→ **What to work on**
Wherever the string "that" turns up in the data, copy the whole line.

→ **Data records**

BEGIN

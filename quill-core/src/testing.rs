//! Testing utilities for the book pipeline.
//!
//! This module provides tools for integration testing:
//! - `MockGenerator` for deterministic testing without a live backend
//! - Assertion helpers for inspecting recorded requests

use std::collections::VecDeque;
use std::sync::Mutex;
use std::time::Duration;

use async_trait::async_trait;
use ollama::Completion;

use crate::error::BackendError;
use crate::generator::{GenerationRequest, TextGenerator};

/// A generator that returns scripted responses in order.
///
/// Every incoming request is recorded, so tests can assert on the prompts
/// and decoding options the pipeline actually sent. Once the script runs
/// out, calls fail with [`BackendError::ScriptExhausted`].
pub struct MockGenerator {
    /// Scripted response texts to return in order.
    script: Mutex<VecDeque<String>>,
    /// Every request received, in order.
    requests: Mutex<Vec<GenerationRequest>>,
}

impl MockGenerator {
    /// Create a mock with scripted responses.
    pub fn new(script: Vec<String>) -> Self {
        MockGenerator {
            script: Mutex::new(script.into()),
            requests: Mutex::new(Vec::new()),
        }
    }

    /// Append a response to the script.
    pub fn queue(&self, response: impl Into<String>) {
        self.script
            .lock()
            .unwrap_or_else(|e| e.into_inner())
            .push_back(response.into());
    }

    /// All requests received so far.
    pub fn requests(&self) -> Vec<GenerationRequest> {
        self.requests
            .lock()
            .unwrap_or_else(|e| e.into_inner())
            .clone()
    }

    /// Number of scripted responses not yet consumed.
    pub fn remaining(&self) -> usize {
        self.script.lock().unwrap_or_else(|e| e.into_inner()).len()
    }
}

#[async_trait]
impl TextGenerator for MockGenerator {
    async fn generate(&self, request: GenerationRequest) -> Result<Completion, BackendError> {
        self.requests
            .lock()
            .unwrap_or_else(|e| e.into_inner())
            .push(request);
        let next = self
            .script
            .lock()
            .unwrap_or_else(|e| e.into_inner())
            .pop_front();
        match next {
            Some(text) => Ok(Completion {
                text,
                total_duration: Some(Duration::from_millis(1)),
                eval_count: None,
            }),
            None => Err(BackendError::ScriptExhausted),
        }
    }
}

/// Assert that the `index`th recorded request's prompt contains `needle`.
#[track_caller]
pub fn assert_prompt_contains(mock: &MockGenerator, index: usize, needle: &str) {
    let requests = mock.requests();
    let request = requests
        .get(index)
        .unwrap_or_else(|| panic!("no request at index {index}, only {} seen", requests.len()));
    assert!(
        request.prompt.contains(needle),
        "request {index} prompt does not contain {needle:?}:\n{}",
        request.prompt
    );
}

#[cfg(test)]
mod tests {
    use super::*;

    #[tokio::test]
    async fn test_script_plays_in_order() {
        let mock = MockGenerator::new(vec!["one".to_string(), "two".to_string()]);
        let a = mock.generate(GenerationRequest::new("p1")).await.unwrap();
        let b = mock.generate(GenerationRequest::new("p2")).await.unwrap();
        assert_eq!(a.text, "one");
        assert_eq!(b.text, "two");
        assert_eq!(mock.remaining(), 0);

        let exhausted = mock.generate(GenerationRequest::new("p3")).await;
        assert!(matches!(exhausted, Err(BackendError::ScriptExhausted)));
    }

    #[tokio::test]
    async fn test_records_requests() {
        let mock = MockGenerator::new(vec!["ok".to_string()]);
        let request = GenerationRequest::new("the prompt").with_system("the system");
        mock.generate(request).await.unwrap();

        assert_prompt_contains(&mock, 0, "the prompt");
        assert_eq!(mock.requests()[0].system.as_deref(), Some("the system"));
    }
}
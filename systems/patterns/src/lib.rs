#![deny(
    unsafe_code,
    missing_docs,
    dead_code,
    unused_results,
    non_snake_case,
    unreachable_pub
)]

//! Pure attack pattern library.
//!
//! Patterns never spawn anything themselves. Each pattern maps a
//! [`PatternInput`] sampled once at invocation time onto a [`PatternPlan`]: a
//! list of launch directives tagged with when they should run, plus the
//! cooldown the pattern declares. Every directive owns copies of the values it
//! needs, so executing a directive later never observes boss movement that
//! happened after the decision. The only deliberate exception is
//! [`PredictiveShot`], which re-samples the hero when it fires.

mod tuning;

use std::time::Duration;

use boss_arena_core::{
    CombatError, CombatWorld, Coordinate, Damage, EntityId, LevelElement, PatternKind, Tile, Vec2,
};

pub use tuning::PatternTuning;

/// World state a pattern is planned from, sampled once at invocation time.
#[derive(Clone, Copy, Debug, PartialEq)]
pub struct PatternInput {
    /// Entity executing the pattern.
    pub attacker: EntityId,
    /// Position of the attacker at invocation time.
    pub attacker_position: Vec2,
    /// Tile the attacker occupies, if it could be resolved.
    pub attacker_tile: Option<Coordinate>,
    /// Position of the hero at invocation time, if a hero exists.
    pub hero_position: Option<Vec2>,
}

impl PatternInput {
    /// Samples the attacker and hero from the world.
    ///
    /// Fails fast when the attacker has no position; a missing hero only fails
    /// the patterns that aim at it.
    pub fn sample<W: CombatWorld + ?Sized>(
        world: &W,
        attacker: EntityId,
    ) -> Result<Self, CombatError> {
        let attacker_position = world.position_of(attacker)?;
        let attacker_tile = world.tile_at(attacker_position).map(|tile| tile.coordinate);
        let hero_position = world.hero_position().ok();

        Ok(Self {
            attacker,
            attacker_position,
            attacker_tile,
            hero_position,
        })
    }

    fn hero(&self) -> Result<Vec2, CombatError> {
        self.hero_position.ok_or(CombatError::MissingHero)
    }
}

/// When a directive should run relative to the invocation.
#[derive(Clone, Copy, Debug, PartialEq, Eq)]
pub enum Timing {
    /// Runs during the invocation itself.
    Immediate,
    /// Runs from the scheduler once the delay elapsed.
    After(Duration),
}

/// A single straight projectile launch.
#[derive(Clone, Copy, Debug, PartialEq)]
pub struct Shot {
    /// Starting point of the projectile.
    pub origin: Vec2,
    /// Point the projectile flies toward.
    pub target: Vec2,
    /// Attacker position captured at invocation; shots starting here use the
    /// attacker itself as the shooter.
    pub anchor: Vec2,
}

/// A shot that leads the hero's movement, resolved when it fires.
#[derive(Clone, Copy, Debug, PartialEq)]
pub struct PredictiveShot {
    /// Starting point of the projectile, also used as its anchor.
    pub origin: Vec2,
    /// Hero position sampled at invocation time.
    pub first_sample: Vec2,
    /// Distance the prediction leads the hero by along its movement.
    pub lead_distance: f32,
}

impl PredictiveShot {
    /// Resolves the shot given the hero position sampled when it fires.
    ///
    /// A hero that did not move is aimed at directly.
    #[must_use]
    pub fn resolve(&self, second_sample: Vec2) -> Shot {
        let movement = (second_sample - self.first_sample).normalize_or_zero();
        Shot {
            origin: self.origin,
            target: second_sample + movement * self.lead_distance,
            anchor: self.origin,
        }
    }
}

END

→ **Response to this exercise**
/// A generator that returns scripted responses in order.
/// Assert that the `index`th recorded request's prompt contains `needle`.
//! needs, so executing a directive later never observes boss movement that
    /// the patterns that aim at it.
/// A shot that leads the hero's movement, resolved when it fires.
    /// A hero that did not move is aimed at directly.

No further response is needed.